The first part of the study: Using data on 5,820 European men, researchers first examined whether an extra year of education — due to changing age requirements — affected the men's lifetime earnings.
More education is linked to more money, the researchers found. On average, "an additional year of education increases lifetime earnings by 9%," they wrote.
Here's where the books come in: Among those lucky men who got an extra year of school, those whose childhood homes contained "at least a shelf of books" increased their lifetime earnings by 21%. Tell this to all the kids who laughed at you for keeping the full Harry Potter series next to your bed.
There was no difference in earnings among men who grew up around 50, 100 or 200 books, according to Quartz — the key was that they had more than 10.
Is voracious reading the key to earning more money? Not necessarily. As Quartz points out, the study found correlation — not causation — between books and lifetime earnings. If a kid grows up around books, it could be a sign that his parents encourage intellectual pursuits and prestigious career choices.
"Children who grew up in homes with books may have more chances to learn about life and the universe, and to have new experiences through books," researcher Guglielmo Weber said, according to Quartz. "Or it could be because homes with books capture families with stronger cultural and socioeconomic backgrounds."

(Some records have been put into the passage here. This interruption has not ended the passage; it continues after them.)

//! Content-addressed blob storage.
//!
//! Every stored payload is identified by the SHA-256 of its bytes, which
//! gives deduplication and integrity checking for free: writing the same
//! content twice lands on the same file, and a hash mismatch is detected
//! before anything becomes visible.
//!
//! The [`BlobStore`] trait is the pluggable backend boundary; the bundled
//! [`FsBlobStore`] keeps blobs on a local filesystem in a two-level sharded
//! layout:
//!
//! ```text
//! <data_dir>/ab/cd/abcd<rest-of-64-hex-chars>
//! <temp_dir>/<random>.tmp
//! ```
//!
//! Writes stream through a temp file and are renamed into place only after
//! the hash is known, so a crashed or cancelled upload never leaves a
//! partial blob visible.

mod fs;

pub use fs::FsBlobStore;

use std::path::{Path, PathBuf};

use async_trait::async_trait;
use tokio::io::AsyncRead;

/// A readable blob payload stream.
pub type BlobReader = Box<dyn AsyncRead + Send + Unpin>;

/// Errors produced by blob backends.
#[derive(Debug, thiserror::Error)]
pub enum BlobError {
    /// The blob does not exist in storage.
    #[error("blob not found: {content_hash}")]
    NotFound {
        /// The missing content hash.
        content_hash: String,
    },

    /// The stream ended at a different length than the caller declared.
    #[error("size mismatch: expected {expected} bytes, got {actual}")]
    SizeMismatch {
        /// Declared size.
        expected: u64,
        /// Bytes actually read.
        actual: u64,
    },

    /// The computed content hash differs from the caller's expectation.
    #[error("content hash mismatch: expected {expected}, computed {actual}")]
    HashMismatch {
        /// Expected hash.
        expected: String,
        /// Computed hash.
        actual: String,
    },

    /// The requested byte range falls outside the blob.
    #[error("range {offset}..+{length} is not satisfiable for size {size}")]
    RangeUnsatisfiable {
        /// Range start.
        offset: u64,
        /// Range length.
        length: u64,
        /// Blob size.
        size: u64,
    },

    /// The backend cannot serve range reads.
    #[error("backend does not support range reads")]
    RangeUnsupported,

    /// Underlying I/O failure.
    #[error(transparent)]
    Io(#[from] std::io::Error),
}

/// Compute the sharded path for a content hash under `base`.
///
/// # Examples
///
/// ```
/// use std::path::Path;
/// use strata_blob::shard_path;
///
/// let h = "abcdef0000000000000000000000000000000000000000000000000000000000";
/// let p = shard_path(Path::new("/data"), h);
/// assert_eq!(p, Path::new("/data/ab/cd").join(h));
/// ```
#[must_use]
pub fn shard_path(base: &Path, content_hash: &str) -> PathBuf {
    base.join(&content_hash[0..2])
        .join(&content_hash[2..4])
        .join(content_hash)
}

/// Pluggable content-addressed blob backend.
#[async_trait]
pub trait BlobStore: Send + Sync {
    /// Stream `reader` into storage, verifying it yields exactly
    /// `expected_size` bytes. Returns the content hash.
    ///
    /// Storing content that already exists is a deduplication hit: the new
    /// copy is discarded and the existing hash returned.
    async fn store(
        &self,
        reader: &mut (dyn AsyncRead + Send + Unpin),
        expected_size: u64,
    ) -> Result<String, BlobError>;

    /// Open a streaming reader over the full blob.
    async fn retrieve(&self, content_hash: &str) -> Result<BlobReader, BlobError>;

    /// Open a streaming reader over `length` bytes starting at `offset`.
    async fn retrieve_range(
        &self,
        content_hash: &str,
        offset: u64,
        length: u64,
    ) -> Result<BlobReader, BlobError>;

    /// Whether this backend can serve [`BlobStore::retrieve_range`].
    fn supports_range(&self) -> bool {
        true
    }

    /// Whether the blob exists.
    async fn exists(&self, content_hash: &str) -> Result<bool, BlobError>;

    /// Size of the blob in bytes.
    async fn size(&self, content_hash: &str) -> Result<u64, BlobError>;

    /// Delete the blob. Returns `false` if it was already gone (deleting a
    /// missing blob is not an error).
    async fn delete(&self, content_hash: &str) -> Result<bool, BlobError>;
}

And as New York magazine observed, the study's data comes from the pre-internet era. How might the findings apply to kids who discover stories through websites or video games?
Whatever the case, there's no disputing it: Reading is good for us.
"Reading for pleasure was linked to greater intellectual progress ... in vocabulary, spelling and mathematics," researcher Alice Sullivan wrote in the Guardian. "In fact, the impact was around four times greater than that of having a parent with a post-secondary degree."